What would a user-facing feature guide doc look like for this feature?

User doc in Markdown

Introduction

Data Quality Dimension(DQ) is a popular industry term used to describe characteristics or attributes of data that can be measured against defined standards in order to determine the quality of data. The aggregate at dimension level can fairly indicate the fitness of data to be used for a certain business purpose.

Data Catalog offers the standard Dimensions recognized in the industry and scorecard for both Data Owners & Consumers to make informed decisions on the quality of data. This approach facilitates a common language for the users to communicate and comprehend the quality of data in a consistent way across the enterprise.

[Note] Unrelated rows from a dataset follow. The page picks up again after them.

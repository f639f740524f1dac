// Session event broadcast

use tokio::sync::broadcast;

use super::types::SessionEvent;

/// Non-replaying broadcast of session events.
///
/// Subscribers only see events sent after they subscribed. The channel holds a
/// single slot; a subscriber that falls behind skips to the newest event.
#[derive(Clone)]
pub struct SessionEvents {
    tx: broadcast::Sender<SessionEvent>,
}

impl SessionEvents {
    pub fn new() -> Self {
        let (tx, _) = broadcast::channel(1);
        Self { tx }
    }

    pub fn subscribe(&self) -> broadcast::Receiver<SessionEvent> {
        self.tx.subscribe()
    }

    /// Publish an expiry without waiting on any subscriber
    pub fn session_expired(&self) {
        match self.tx.send(SessionEvent::Expired) {
            Ok(receivers) => {
                tracing::info!(receivers, "Broadcast session-expired event");
            }
            Err(_) => {
                tracing::debug!("Session expired with no active subscribers");
            }
        }
    }
}

impl Default for SessionEvents {
    fn default() -> Self {
        Self::new()
    }
}
use std::sync::Arc;
use uuid::Uuid;

use super::{logged, AUTHOR_EMBED};
use crate::auth::SessionManager;
use crate::comment_tree::{build_comment_tree, CommentNode};
use crate::error::{ClientError, Result};
use crate::models::{Comment, NewComment};
use crate::rest::{Order, Query, Rest};

const COMMENTS: &str = "comments";
const MAX_COMMENT_CHARS: usize = 2000;

#[derive(Clone)]
pub struct CommentRepository {
    rest: Rest,
    session: Arc<SessionManager>,
}

impl CommentRepository {
    pub fn new(rest: Rest, session: Arc<SessionManager>) -> Self {
        Self { rest, session }
    }

    /// All comments on a recipe, flat, oldest first
    pub async fn list(&self, recipe_id: Uuid) -> Result<Vec<Comment>> {
        let query = Query::new()
            .select(&format!("*,{}", AUTHOR_EMBED))
            .eq("recipe_id", recipe_id)
            .order("created_at", Order::Asc);
        logged("comments.list", self.rest.select(COMMENTS, &query).await)
    }

    /// Comments on a recipe as a reply tree
    pub async fn thread(&self, recipe_id: Uuid) -> Result<Vec<CommentNode>> {
        let comments = self.list(recipe_id).await?;
        Ok(build_comment_tree(comments))
    }

    /// Post a comment, or a reply when `parent_id` is set
    pub async fn add(
        &self,
        recipe_id: Uuid,
        content: &str,
        parent_id: Option<Uuid>,
    ) -> Result<Comment> {
        let result: Result<Comment> = async {
            let content = validate_content(content)?;
            let user_id = self.session.current_user_id().await?;

            let rows: Vec<Comment> = self
                .rest
                .insert(
                    COMMENTS,
                    &NewComment {
                        recipe_id,
                        user_id,
                        parent_id,
                        content,
                    },
                )
                .await?;
            rows.into_iter().next().ok_or_else(|| {
                ClientError::Internal(anyhow::anyhow!("Insert returned no comment row"))
            })
        }
        .await;
        logged("comments.add", result)
    }

    /// Delete one of the signed-in user's comments
    pub async fn delete(&self, id: Uuid) -> Result<()> {
        let result: Result<()> = async {
            let user_id = self.session.current_user_id().await?;
            let query = Query::new().eq("id", id).eq("user_id", user_id);
            self.rest.delete(COMMENTS, &query).await
        }
        .await;
        logged("comments.delete", result)
    }
}

fn validate_content(content: &str) -> Result<&str> {
    let content = content.trim();
    if content.is_empty() {
        return Err(ClientError::ValidationError(
            "Comment cannot be empty".to_string(),
        ));
    }
    if content.chars().count() > MAX_COMMENT_CHARS {
        return Err(ClientError::ValidationError(format!(
            "Comment is longer than {} characters",
            MAX_COMMENT_CHARS
        )));
    }
    Ok(content)
}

Dimensions of Data Quality

A Data Quality Dimension is typically presented as a percentage or a total count.

Dimension	Description
Accuracy	How well does a piece of information reflect reality?
Completeness	Does it fulfill your expectations of what’s comprehensive?
Consistency	Does information stored in one place match relevant data stored elsewhere?
Timeliness	Is your information available when you need it?
Validity	Is information in a specific format, does it follow business rules, or is it in an unusable format?
Uniqueness	Is this the only instance in which this information appears in the database?
Integrity	Is the data compliant to the referential integrity rules?
Semantic Correctness	Are Data values true to their meaning?
Reliability	Is the stability and reliability of data measured over time?
Duplication	Are there multiple instances in which this information appears in the dataset ?
Precision	Analyzes the content of the data to identify inconsistencies and irregularities.

Each Dimension will contain dimension scores which can be either provided in numerical or percentage format.

Current score (Required): The score as observed from the most recent data quality evaluation for a specific dimension
HistoricalWeightedScore (Optional): The score when weighted across several historical quality runs for a specific dimension
ScoreType (Required): enum field to define current and historical score format (Percentage or Numerical)
Notes (Optional): field to capture note/comment for a specific dimension

Data quality metrics will be available at Dataset and Field level under "Quality" tab in Data Catalog.

image

jjoyce0510

I am pausing on technical reviews - there are still some comments I have around naming and more but I'm going to wait - until we have strategic alignment to discuss how exactly this benefits our users. I don't have any evidence or confidence that if we roll this out, other community members will be able to immediately start to get value from it (even given the explanation).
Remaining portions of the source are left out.